A Novel Method for Kinetic Measurements of Rare Immune Cell Proliferation using Cellometer Image-Based Cytometry

Leo L. Chan, Xuemei Zhong, Alnoor Pirani, Benjamin Paradis, and Bo Lin

Measuring cell proliferation is important for studying the effects of various
treatments on cultured primary cells or cell lines. Current proliferation
analysis methods employ flow cytometry for fluorescence detection of CFSElabeled cells. However, conventional flow cytometers require a considerable amount of cells per reading, which becomes an issue for kinetic
measurements with rare cell population due to the lack of sufficient samples
to test at multiple time points during the proliferation period. Here we report the development of a novel cell proliferation kinetic detection method
for low cell concentration samples using the new Cellometer Vision imagebased cytometry system. Since the Cellometer system requires only 20 µl of sample, cell proliferation can be measured at multiple time points over the proliferation period, whereas typically, flow cytometry is only performed at the end of the proliferation period.

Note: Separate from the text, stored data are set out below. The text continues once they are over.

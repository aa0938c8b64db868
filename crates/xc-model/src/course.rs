//! Course distance registry.

use std::collections::BTreeMap;

use serde::{Deserialize, Serialize};

use crate::error::{Result, ScoringError};

/// Distances used by the league's home and invitational courses.
const LEAGUE_COURSES: &[(&str, f64)] = &[
    ("McClennan", 3.1),
    ("Winchester", 3.08),
    ("Wilmington", 3.1),
    ("Twilight", 3.06),
    ("Baystate", 3.1),
    ("Burlington", 3.05),
    ("Stoneham", 3.1),
    ("Watertown", 3.1),
    ("Lexington", 3.1),
    ("Devens", 3.1),
    ("Melrose", 3.1),
    ("Reading", 3.1),
    ("Belmont", 3.0),
    ("Woburn", 3.0),
    ("Catholic Memorial", 3.1),
];

/// Mapping from course identifier to distance in miles.
///
/// The registry is owned by the caller and passed into every computation
/// that needs a distance. Every stored distance is finite and positive.
#[derive(Debug, Clone, Default, PartialEq, Serialize, Deserialize)]
#[serde(try_from = "BTreeMap<String, f64>", into = "BTreeMap<String, f64>")]
pub struct CourseRegistry {
    distances: BTreeMap<String, f64>,
}

impl CourseRegistry {
    pub fn new() -> Self {
        Self::default()
    }

    /// Registry pre-populated with the league's courses.
    pub fn league_default() -> Self {
        let distances = LEAGUE_COURSES
            .iter()
            .map(|(course, miles)| ((*course).to_string(), *miles))
            .collect();
        Self { distances }
    }

    /// Sets a course distance, returning the previous value if any.
    pub fn set_distance(&mut self, course: impl Into<String>, miles: f64) -> Result<Option<f64>> {
        let course = course.into();
        if !miles.is_finite() || miles <= 0.0 {
            return Err(ScoringError::InvalidDistance { course, miles });
        }
        Ok(self.distances.insert(course, miles))
    }

    /// Looks up a course distance.
    pub fn distance(&self, course: &str) -> Result<f64> {
        self.distances
            .get(course)
            .copied()
            .ok_or_else(|| ScoringError::UnknownCourse {
                course: course.to_string(),
            })
    }

    /// Copies every distance from `other`, replacing courses of the same name.
    pub fn overlay(&mut self, other: &CourseRegistry) {
        self.distances
            .extend(other.distances.iter().map(|(course, miles)| (course.clone(), *miles)));
    }

    pub fn contains(&self, course: &str) -> bool {
        self.distances.contains_key(course)
    }

    /// Courses in name order.
    pub fn iter(&self) -> impl Iterator<Item = (&str, f64)> {
        self.distances
            .iter()
            .map(|(course, miles)| (course.as_str(), *miles))
    }

    pub fn len(&self) -> usize {
        self.distances.len()
    }

    pub fn is_empty(&self) -> bool {
        self.distances.is_empty()
    }
}

impl TryFrom<BTreeMap<String, f64>> for CourseRegistry {
    type Error = ScoringError;

    fn try_from(value: BTreeMap<String, f64>) -> Result<Self> {
        let mut registry = Self::new();
        for (course, miles) in value {
            registry.set_distance(course, miles)?;
        }
        Ok(registry)
    }
}

impl From<CourseRegistry> for BTreeMap<String, f64> {
    fn from(value: CourseRegistry) -> Self {
        value.distances
    }
}
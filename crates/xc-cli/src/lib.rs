//! Library side of the `xc` command-line scorer.

pub mod adjust;
pub mod logging;
//! Manual reordering of ranked runners.
//!
//! A judge can move a runner one position up or down to correct a photo
//! finish or a scoring mistake. Only the order changes; places and team
//! scores are re-derived by the caller from the new order, never by
//! re-sorting on time.

use xc_model::{Result, ScoringError};

#[derive(Debug, Clone, Copy, PartialEq, Eq)]
pub enum Direction {
    /// Toward place 1.
    Up,
    Down,
}

/// Swaps the row at `index` with its neighbour in `direction`.
///
/// Returns `false` without changing anything when the row is already at the
/// boundary it would move past.
pub fn swap_adjacent<T>(rows: &mut [T], index: usize, direction: Direction) -> Result<bool> {
    if index >= rows.len() {
        return Err(ScoringError::RowOutOfRange {
            index,
            len: rows.len(),
        });
    }
    let other = match direction {
        Direction::Up if index == 0 => return Ok(false),
        Direction::Up => index - 1,
        Direction::Down if index + 1 == rows.len() => return Ok(false),
        Direction::Down => index + 1,
    };
    rows.swap(index, other);
    Ok(true)
}

#[cfg(test)]
mod tests {
    use super::*;

    #[test]
    fn swaps_with_neighbours() {
        let mut rows = vec!['a', 'b', 'c'];
        assert!(swap_adjacent(&mut rows, 1, Direction::Up).unwrap());
        assert_eq!(rows, vec!['b', 'a', 'c']);
        assert!(swap_adjacent(&mut rows, 1, Direction::Down).unwrap());
        assert_eq!(rows, vec!['b', 'c', 'a']);
    }

    #[test]
    fn boundaries_are_no_ops() {
        let mut rows = vec!['a', 'b'];
        assert!(!swap_adjacent(&mut rows, 0, Direction::Up).unwrap());
        assert!(!swap_adjacent(&mut rows, 1, Direction::Down).unwrap());
        assert_eq!(rows, vec!['a', 'b']);
    }

    #[test]
    fn out_of_range_is_an_error() {
        let mut rows = vec!['a'];
        assert_eq!(
            swap_adjacent(&mut rows, 3, Direction::Up).unwrap_err(),
            ScoringError::RowOutOfRange { index: 3, len: 1 }
        );
        let mut empty: Vec<char> = Vec::new();
        assert!(swap_adjacent(&mut empty, 0, Direction::Down).is_err());
    }
}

To validate the detection method, B1 and B2 B cells also were treated with a B cell mitogen and proliferation was
measured on day 1, 3, 5, and 6. To demonstrate the capability, B1 B cells
were treated with a panel of TLR agonists and proliferation was measured on day 2, 4, 6, and 7. Cellometer was able to obtain proliferation results on each day that were comparable to flow cytometry. This novel method allows for kinetic measurements of the rare cell samples such as B1 B cell, which has the potential to revolutionize kinetic analysis of cell proliferation.